UN resolution hints at a new international instrument to promote and protect the rights of peasants and other people working in rural areas
The United Nations Human Rights Council adopted a landmark resolution hinting at a new instrument for the rights of the world’s estimated 1.2 billion peasants and other people working in rural areas. The resolution (A/HRC/21/L23) is monumental in light of peasants’ key role for food production—and also in the wake of contemporary challenges such as growing conflicts over land, water, and also food prices and climate crises.
The UN Human Rights Council resolution was approved on September 27, after 23 Member States voted in favor, 15 abstained and nine voted against the text[1].

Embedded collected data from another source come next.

impl SqliteTodoStore {
    /// Create a new `SQLite` store at the given database path.
    ///
    /// # Errors
    ///
    /// Returns an error if the database cannot be initialized.
    pub fn new(db_path: impl AsRef<Path>) -> Result<Self> {
        let store = Self {
            db_path: db_path.as_ref().to_path_buf(),
            task_feed: FeedHub::new(),
            category_feed: FeedHub::new(),
            reminder_feed: FeedHub::new(),
            preference_feed: FeedHub::new(),
        };
        store.init_schema()?;
        Ok(store)
    }

    /// Get the database path.
    #[must_use]
    pub fn db_path(&self) -> &Path {
        &self.db_path
    }

    /// Open a connection to the database.
    fn open(&self) -> Result<Connection> {
        if let Some(parent) = self.db_path.parent() {
            std::fs::create_dir_all(parent)?;
        }
        let conn = Connection::open(&self.db_path)?;
        conn.execute_batch("PRAGMA journal_mode = WAL;")?;
        Ok(conn)
    }

    /// Initialize the database schema.
    fn init_schema(&self) -> Result<()> {
        let conn = self.open()?;

        conn.execute_batch(
            r"
            CREATE TABLE IF NOT EXISTS tasks (
                user_id TEXT NOT NULL,
                id TEXT NOT NULL,
                title TEXT NOT NULL,
                description TEXT NOT NULL DEFAULT '',
                category TEXT NOT NULL DEFAULT 'personal',
                priority TEXT NOT NULL DEFAULT 'medium'
                    CHECK (priority IN ('low', 'medium', 'high')),
                status TEXT NOT NULL DEFAULT 'todo' CHECK (status IN ('todo', 'done')),
                due_at INTEGER,
                reminder INTEGER NOT NULL DEFAULT 0,
                notification_handle TEXT,
                created_at INTEGER NOT NULL,
                PRIMARY KEY (user_id, id)
            );

            CREATE TABLE IF NOT EXISTS categories (
                user_id TEXT NOT NULL,
                id TEXT NOT NULL,
                name TEXT NOT NULL,
                color TEXT NOT NULL,
                created_at INTEGER NOT NULL,
                PRIMARY KEY (user_id, id)
            );

            CREATE TABLE IF NOT EXISTS reminders (
                user_id TEXT NOT NULL,
                id TEXT NOT NULL,
                title TEXT NOT NULL,
                fire_at INTEGER NOT NULL,
                notification_handle TEXT,
                created_at INTEGER NOT NULL,
                PRIMARY KEY (user_id, id)
            );

            CREATE TABLE IF NOT EXISTS settings (
                user_id TEXT PRIMARY KEY,
                document TEXT NOT NULL
            );

            CREATE INDEX IF NOT EXISTS idx_tasks_user_created ON tasks(user_id, created_at);
            CREATE INDEX IF NOT EXISTS idx_reminders_user_fire ON reminders(user_id, fire_at);
            ",
        )?;

        Ok(())
    }

    /// Parse a task from a row selected with [`TASK_COLUMNS`].
    fn parse_task(row: &rusqlite::Row) -> rusqlite::Result<Task> {
        let priority: String = row.get(4)?;
        let status: String = row.get(5)?;
        let due_at: Option<i64> = row.get(6)?;

        Ok(Task {
            id: row.get(0)?,
            title: row.get(1)?,
            description: row.get(2)?,
            category: row.get(3)?,
            priority: Priority::from_str(&priority).unwrap_or_default(),
            status: Status::from_str(&status).unwrap_or_default(),
            due_date: due_at.map(from_millis),
            reminder: row.get(7)?,
            notification_handle: row.get(8)?,
            created_at: from_millis(row.get(9)?),
        })
    }

    fn parse_category(row: &rusqlite::Row) -> rusqlite::Result<Category> {
        Ok(Category { id: row.get(0)?, name: row.get(1)?, color: row.get(2)? })
    }

    fn parse_reminder(row: &rusqlite::Row) -> rusqlite::Result<Reminder> {
        Ok(Reminder {
            id: row.get(0)?,
            title: row.get(1)?,
            fire_at: from_millis(row.get(2)?),
            notification_handle: row.get(3)?,
            created_at: from_millis(row.get(4)?),
        })
    }

    fn load_tasks(conn: &Connection, user_id: &str) -> Result<Vec<Task>> {
        let sql = format!(
            "SELECT {TASK_COLUMNS} FROM tasks WHERE user_id = ?1
             ORDER BY created_at DESC, rowid DESC"
        );
        let mut stmt = conn.prepare(&sql)?;
        let tasks = stmt
            .query_map(params![user_id], Self::parse_task)?
            .collect::<rusqlite::Result<Vec<_>>>()?;
        Ok(tasks)
    }

    fn load_categories(conn: &Connection, user_id: &str) -> Result<Vec<Category>> {
        let mut stmt = conn.prepare(
            "SELECT id, name, color FROM categories WHERE user_id = ?1
             ORDER BY created_at ASC, rowid ASC",
        )?;
        let categories = stmt
            .query_map(params![user_id], Self::parse_category)?
            .collect::<rusqlite::Result<Vec<_>>>()?;
        Ok(categories)
    }

    fn load_reminders(conn: &Connection, user_id: &str) -> Result<Vec<Reminder>> {
        let sql = format!(
            "SELECT {REMINDER_COLUMNS} FROM reminders WHERE user_id = ?1
             ORDER BY fire_at ASC, rowid ASC"
        );
        let mut stmt = conn.prepare(&sql)?;
        let reminders = stmt
            .query_map(params![user_id], Self::parse_reminder)?
            .collect::<rusqlite::Result<Vec<_>>>()?;
        Ok(reminders)
    }

    fn load_preferences(conn: &Connection, user_id: &str) -> Result<Preferences> {
        let document: Option<String> = conn
            .query_row(
                "SELECT document FROM settings WHERE user_id = ?1",
                params![user_id],
                |row| row.get(0),
            )
            .optional()?;
        match document {
            Some(json) => Ok(serde_json::from_str(&json)?),
            None => Ok(Preferences::default()),
        }
    }

    /// Open a subscription on `hub` and deliver the result of `load` to it.
    fn open_feed<T: Clone>(
        &self,
        hub: &FeedHub<T>,
        user_id: &str,
        load: impl FnOnce(&Connection) -> Result<Vec<T>>,
    ) -> Subscription<T> {
        let subscription = hub.subscribe(user_id);
        let event = match self.open().and_then(|conn| load(&conn)) {
            Ok(items) => FeedEvent::Snapshot(Arc::new(items)),
            Err(e) => {
                tracing::warn!(user_id, error = %e, "initial snapshot failed");
                FeedEvent::Error(FeedError::new(e.to_string()))
            }
        };
        // The receiver is owned by `subscription`, so this cannot fail.
        let _ = subscription.sender().send(event);
        subscription
    }

    /// Reload a collection after a write and push it to subscribers.
    fn republish<T: Clone>(
        hub: &FeedHub<T>,
        conn: &Connection,
        user_id: &str,
        load: impl FnOnce(&Connection, &str) -> Result<Vec<T>>,
    ) {
        match load(conn, user_id) {
            Ok(items) => hub.publish(user_id, items),
            Err(e) => hub.publish_error(user_id, FeedError::new(e.to_string())),
        }
    }

    fn publish_tasks(&self, conn: &Connection, user_id: &str) {
        Self::republish(&self.task_feed, conn, user_id, Self::load_tasks);
    }

    fn publish_categories(&self, conn: &Connection, user_id: &str) {
        Self::republish(&self.category_feed, conn, user_id, Self::load_categories);
    }

    fn publish_reminders(&self, conn: &Connection, user_id: &str) {
        Self::republish(&self.reminder_feed, conn, user_id, Self::load_reminders);
    }

    fn publish_preferences(&self, user_id: &str, prefs: Preferences) {
        self.preference_feed.publish(user_id, vec![prefs]);
    }

    /// Run a dynamic `UPDATE` built from `(column, value)` pairs.
    ///
    /// Returns the number of rows changed.
    fn execute_update(
        conn: &Connection,
        table: &str,
        user_id: &str,
        id: &str,
        updates: &[&str],
        mut values: Vec<Box<dyn rusqlite::ToSql>>,
    ) -> Result<usize> {
        values.push(Box::new(user_id.to_string()));
        values.push(Box::new(id.to_string()));

        let sql = format!("UPDATE {table} SET {} WHERE user_id = ? AND id = ?", updates.join(", "));

        let params: Vec<&dyn rusqlite::ToSql> = values.iter().map(AsRef::as_ref).collect();
        Ok(conn.execute(&sql, params.as_slice())?)
    }

    fn exists(conn: &Connection, table: &str, user_id: &str, id: &str) -> Result<bool> {
        let sql = format!("SELECT EXISTS(SELECT 1 FROM {table} WHERE user_id = ?1 AND id = ?2)");
        Ok(conn.query_row(&sql, params![user_id, id], |row| row.get(0))?)
    }
}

The resolution is based on the report of the Advisory Committee of the UN Human Rights Council entitled “Final study of the Human Rights Council Advisory Committee on the advancement of the rights of peasants and other people working in rural areas” (A/HRC/19/75). This study was adopted by this body on the right to food in the 19th session of UN Human Rights Council (March 2012). In this session, the resolution on the right to food was adopted by consensus.
This has been a long and hard-fought struggle of La Via Campesina to break the discrimination against peasants and to bring alternatives to the table at the UN to be used as part of the UN mandate. The UN set a standard for the promotion and protection of peasants’ human rights. The rights of peasants resolution follow in the spirit of the United Nations Declaration on the Rights of Indigenous Peoples.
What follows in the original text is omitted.